Problem:
Take the line that has "started or stopped." in it and every line after it to the end of the entries, and reproduce them exactly.

------ Extracted records

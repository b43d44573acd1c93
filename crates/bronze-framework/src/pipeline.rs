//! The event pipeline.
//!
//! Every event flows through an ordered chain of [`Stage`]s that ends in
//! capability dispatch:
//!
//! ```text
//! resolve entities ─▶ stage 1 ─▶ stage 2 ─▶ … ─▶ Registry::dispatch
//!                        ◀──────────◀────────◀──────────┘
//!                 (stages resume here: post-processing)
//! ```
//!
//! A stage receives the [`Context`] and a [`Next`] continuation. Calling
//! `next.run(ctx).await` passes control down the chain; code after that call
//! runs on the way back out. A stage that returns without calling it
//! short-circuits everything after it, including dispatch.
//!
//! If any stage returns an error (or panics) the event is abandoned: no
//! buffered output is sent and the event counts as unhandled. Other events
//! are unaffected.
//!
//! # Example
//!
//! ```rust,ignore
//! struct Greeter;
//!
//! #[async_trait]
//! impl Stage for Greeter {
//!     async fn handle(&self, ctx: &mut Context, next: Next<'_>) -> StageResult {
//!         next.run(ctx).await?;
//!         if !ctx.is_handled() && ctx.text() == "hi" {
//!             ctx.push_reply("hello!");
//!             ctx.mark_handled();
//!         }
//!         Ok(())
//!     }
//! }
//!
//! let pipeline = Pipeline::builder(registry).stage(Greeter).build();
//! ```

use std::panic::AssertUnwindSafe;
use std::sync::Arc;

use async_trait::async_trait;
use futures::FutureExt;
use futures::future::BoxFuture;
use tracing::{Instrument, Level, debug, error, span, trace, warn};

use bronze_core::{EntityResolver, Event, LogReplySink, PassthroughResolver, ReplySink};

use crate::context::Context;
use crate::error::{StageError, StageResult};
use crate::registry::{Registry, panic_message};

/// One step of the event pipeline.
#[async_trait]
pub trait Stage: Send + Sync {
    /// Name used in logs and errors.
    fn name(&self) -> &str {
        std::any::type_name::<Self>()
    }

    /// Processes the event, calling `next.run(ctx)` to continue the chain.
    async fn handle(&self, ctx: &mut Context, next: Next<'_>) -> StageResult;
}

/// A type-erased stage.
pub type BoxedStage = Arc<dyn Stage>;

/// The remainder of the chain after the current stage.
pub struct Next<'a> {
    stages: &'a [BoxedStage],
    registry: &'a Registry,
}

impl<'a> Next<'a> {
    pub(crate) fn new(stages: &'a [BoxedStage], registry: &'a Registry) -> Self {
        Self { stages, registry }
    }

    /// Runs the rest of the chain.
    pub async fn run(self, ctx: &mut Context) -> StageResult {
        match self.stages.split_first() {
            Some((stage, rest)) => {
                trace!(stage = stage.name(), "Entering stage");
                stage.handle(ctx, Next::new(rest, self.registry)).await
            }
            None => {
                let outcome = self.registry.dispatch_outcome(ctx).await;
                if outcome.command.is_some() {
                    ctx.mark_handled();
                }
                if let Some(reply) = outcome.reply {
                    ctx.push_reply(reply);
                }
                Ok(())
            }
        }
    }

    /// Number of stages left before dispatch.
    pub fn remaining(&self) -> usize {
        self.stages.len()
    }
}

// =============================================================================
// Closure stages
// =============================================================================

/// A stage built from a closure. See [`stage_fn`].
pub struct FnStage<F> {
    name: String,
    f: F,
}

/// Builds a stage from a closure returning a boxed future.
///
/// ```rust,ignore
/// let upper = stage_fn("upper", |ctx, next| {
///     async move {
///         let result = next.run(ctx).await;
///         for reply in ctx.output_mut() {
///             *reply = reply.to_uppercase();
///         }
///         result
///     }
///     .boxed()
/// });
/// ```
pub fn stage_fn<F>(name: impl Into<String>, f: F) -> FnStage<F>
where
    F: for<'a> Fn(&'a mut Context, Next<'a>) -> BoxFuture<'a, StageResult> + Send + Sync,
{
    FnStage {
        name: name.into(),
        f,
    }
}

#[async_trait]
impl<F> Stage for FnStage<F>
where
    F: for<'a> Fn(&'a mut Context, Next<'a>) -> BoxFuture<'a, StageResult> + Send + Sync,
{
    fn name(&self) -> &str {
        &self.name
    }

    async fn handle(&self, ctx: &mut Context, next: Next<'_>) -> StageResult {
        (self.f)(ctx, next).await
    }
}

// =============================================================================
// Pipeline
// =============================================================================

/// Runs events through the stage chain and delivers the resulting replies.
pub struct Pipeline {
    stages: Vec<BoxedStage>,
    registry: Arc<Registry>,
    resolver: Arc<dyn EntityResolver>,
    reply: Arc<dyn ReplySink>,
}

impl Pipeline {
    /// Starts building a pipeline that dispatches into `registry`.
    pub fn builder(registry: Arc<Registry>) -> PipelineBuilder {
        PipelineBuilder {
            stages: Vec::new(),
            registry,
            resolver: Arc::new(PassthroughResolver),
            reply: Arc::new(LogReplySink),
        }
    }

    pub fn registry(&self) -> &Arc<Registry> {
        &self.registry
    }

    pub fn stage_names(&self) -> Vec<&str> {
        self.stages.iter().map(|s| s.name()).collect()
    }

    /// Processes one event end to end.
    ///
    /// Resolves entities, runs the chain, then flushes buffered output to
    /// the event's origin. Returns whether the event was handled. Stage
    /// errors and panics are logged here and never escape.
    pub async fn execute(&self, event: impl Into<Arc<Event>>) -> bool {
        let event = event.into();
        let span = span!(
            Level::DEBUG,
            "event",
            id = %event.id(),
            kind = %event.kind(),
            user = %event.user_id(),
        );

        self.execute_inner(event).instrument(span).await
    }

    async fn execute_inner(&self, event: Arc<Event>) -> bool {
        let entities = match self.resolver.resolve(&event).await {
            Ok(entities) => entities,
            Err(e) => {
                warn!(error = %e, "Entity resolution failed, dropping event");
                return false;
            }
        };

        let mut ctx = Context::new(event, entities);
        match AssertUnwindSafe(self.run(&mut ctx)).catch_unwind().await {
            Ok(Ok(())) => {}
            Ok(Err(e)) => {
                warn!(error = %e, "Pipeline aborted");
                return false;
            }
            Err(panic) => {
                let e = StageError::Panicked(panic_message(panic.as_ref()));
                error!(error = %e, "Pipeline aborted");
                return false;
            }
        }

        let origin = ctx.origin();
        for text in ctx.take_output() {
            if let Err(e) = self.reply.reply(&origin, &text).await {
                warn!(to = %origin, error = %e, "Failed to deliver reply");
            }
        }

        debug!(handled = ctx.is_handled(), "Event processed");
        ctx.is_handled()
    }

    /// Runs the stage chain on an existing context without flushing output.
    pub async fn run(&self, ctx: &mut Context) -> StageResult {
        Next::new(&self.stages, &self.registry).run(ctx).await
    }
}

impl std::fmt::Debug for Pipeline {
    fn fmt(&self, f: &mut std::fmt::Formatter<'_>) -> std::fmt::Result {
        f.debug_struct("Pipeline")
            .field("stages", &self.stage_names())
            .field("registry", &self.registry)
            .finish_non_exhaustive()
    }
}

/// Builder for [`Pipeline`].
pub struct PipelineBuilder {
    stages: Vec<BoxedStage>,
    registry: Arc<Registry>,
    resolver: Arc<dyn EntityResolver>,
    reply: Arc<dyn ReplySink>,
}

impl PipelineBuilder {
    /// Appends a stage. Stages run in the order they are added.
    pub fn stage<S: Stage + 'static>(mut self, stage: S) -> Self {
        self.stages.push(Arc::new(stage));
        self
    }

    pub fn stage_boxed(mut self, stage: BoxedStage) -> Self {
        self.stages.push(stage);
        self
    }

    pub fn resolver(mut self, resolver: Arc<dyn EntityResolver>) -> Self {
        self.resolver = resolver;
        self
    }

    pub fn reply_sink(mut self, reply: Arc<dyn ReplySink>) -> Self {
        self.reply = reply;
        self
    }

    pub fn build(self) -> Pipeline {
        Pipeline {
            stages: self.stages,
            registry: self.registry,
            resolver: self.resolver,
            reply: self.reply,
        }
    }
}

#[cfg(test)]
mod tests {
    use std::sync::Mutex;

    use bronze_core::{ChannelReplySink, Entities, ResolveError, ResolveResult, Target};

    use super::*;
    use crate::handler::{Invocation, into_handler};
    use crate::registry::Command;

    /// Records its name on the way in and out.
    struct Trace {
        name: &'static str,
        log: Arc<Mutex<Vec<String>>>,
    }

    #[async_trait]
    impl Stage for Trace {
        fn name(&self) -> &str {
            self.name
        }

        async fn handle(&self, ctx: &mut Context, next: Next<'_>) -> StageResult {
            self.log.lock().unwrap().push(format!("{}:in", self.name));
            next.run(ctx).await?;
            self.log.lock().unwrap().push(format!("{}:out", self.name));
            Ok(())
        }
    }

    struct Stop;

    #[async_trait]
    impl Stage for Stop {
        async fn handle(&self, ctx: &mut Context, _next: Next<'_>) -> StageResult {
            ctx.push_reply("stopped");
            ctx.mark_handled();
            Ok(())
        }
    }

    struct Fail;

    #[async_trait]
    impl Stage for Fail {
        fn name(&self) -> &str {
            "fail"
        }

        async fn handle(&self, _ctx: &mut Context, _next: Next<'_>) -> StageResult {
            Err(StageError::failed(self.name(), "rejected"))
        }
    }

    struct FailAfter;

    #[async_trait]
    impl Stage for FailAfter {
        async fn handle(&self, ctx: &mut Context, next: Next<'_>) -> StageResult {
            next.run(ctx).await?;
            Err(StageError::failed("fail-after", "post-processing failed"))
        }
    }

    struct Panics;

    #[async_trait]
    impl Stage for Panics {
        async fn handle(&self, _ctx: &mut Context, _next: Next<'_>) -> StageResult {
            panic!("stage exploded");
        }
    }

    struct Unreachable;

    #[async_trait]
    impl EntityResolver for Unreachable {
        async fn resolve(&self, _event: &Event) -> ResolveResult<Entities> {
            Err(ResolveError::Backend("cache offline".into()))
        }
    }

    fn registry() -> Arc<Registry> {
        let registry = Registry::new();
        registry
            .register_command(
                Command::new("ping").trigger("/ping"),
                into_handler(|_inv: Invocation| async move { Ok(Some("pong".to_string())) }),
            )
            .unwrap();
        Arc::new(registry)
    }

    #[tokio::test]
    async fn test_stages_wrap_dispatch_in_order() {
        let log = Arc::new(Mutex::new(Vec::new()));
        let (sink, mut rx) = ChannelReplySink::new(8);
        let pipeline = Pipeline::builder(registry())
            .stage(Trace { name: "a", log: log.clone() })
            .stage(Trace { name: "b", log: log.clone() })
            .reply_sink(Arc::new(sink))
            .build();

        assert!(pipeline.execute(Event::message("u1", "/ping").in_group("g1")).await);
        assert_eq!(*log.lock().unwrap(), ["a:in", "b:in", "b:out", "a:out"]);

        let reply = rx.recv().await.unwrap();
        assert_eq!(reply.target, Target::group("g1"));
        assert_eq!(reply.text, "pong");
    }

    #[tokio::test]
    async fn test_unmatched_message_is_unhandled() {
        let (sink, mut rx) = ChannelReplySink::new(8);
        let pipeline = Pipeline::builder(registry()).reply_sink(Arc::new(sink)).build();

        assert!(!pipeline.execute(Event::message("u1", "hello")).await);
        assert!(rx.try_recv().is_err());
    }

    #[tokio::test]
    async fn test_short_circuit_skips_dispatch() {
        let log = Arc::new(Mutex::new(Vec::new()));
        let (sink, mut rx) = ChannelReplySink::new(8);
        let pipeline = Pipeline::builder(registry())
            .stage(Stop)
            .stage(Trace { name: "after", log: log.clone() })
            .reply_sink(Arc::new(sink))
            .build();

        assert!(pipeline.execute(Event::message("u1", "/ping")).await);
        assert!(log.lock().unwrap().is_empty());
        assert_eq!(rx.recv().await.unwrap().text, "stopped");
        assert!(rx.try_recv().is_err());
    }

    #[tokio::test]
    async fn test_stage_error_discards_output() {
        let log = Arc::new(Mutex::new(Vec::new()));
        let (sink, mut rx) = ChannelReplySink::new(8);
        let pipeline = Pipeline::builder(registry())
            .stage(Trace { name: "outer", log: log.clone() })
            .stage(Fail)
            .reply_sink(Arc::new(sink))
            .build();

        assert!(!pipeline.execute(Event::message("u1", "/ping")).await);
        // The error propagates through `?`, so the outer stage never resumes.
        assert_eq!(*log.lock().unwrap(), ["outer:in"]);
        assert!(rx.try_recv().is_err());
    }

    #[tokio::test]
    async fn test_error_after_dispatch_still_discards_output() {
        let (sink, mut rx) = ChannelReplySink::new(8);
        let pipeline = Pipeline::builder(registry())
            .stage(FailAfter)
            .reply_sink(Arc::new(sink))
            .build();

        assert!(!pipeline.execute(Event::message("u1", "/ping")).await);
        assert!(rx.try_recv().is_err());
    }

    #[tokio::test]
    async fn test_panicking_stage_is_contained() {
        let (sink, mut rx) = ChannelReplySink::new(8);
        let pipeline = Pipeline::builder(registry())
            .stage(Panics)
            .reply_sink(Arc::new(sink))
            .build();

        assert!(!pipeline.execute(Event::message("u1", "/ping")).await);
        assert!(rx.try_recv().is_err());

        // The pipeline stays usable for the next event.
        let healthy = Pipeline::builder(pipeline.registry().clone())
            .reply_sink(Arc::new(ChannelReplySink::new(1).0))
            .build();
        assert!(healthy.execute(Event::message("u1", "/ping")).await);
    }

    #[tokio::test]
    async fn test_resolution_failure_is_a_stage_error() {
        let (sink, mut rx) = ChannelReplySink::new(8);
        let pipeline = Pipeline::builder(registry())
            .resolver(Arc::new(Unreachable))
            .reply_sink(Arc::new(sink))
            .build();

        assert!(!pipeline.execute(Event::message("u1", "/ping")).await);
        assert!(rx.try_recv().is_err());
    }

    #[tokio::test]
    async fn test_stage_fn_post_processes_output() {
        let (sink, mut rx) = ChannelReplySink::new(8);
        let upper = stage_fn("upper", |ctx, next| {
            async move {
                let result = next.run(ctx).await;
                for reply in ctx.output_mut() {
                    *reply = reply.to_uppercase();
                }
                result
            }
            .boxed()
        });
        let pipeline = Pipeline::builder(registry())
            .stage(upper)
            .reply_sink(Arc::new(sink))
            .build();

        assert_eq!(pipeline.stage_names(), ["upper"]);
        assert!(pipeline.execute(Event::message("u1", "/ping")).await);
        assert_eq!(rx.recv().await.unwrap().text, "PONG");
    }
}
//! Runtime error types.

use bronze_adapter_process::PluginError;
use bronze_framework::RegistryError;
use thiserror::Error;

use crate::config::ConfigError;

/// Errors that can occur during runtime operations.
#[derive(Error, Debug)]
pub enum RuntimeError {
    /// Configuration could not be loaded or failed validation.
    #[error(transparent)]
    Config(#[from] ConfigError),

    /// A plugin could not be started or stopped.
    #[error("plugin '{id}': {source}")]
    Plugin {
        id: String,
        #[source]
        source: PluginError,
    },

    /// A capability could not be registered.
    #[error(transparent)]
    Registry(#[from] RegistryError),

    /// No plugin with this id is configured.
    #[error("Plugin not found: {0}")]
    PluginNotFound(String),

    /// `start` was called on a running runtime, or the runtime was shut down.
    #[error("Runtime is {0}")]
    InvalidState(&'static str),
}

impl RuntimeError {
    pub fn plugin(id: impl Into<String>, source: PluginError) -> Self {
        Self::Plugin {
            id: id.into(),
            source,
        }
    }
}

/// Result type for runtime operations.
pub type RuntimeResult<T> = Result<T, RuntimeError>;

------------

Written response:
    /// A plugin could not be started or stopped.
    #[error("plugin '{id}': {source}")]
    Plugin {
        id: String,
        #[source]
        source: PluginError,
    },

    /// A capability could not be registered.
    #[error(transparent)]
    Registry(#[from] RegistryError),

    /// No plugin with this id is configured.
    #[error("Plugin not found: {0}")]
    PluginNotFound(String),

    /// `start` was called on a running runtime, or the runtime was shut down.
    #[error("Runtime is {0}")]
    InvalidState(&'static str),
}

impl RuntimeError {
    pub fn plugin(id: impl Into<String>, source: PluginError) -> Self {
        Self::Plugin {
            id: id.into(),
            source,
        }
    }
}

/// Result type for runtime operations.
pub type RuntimeResult<T> = Result<T, RuntimeError>;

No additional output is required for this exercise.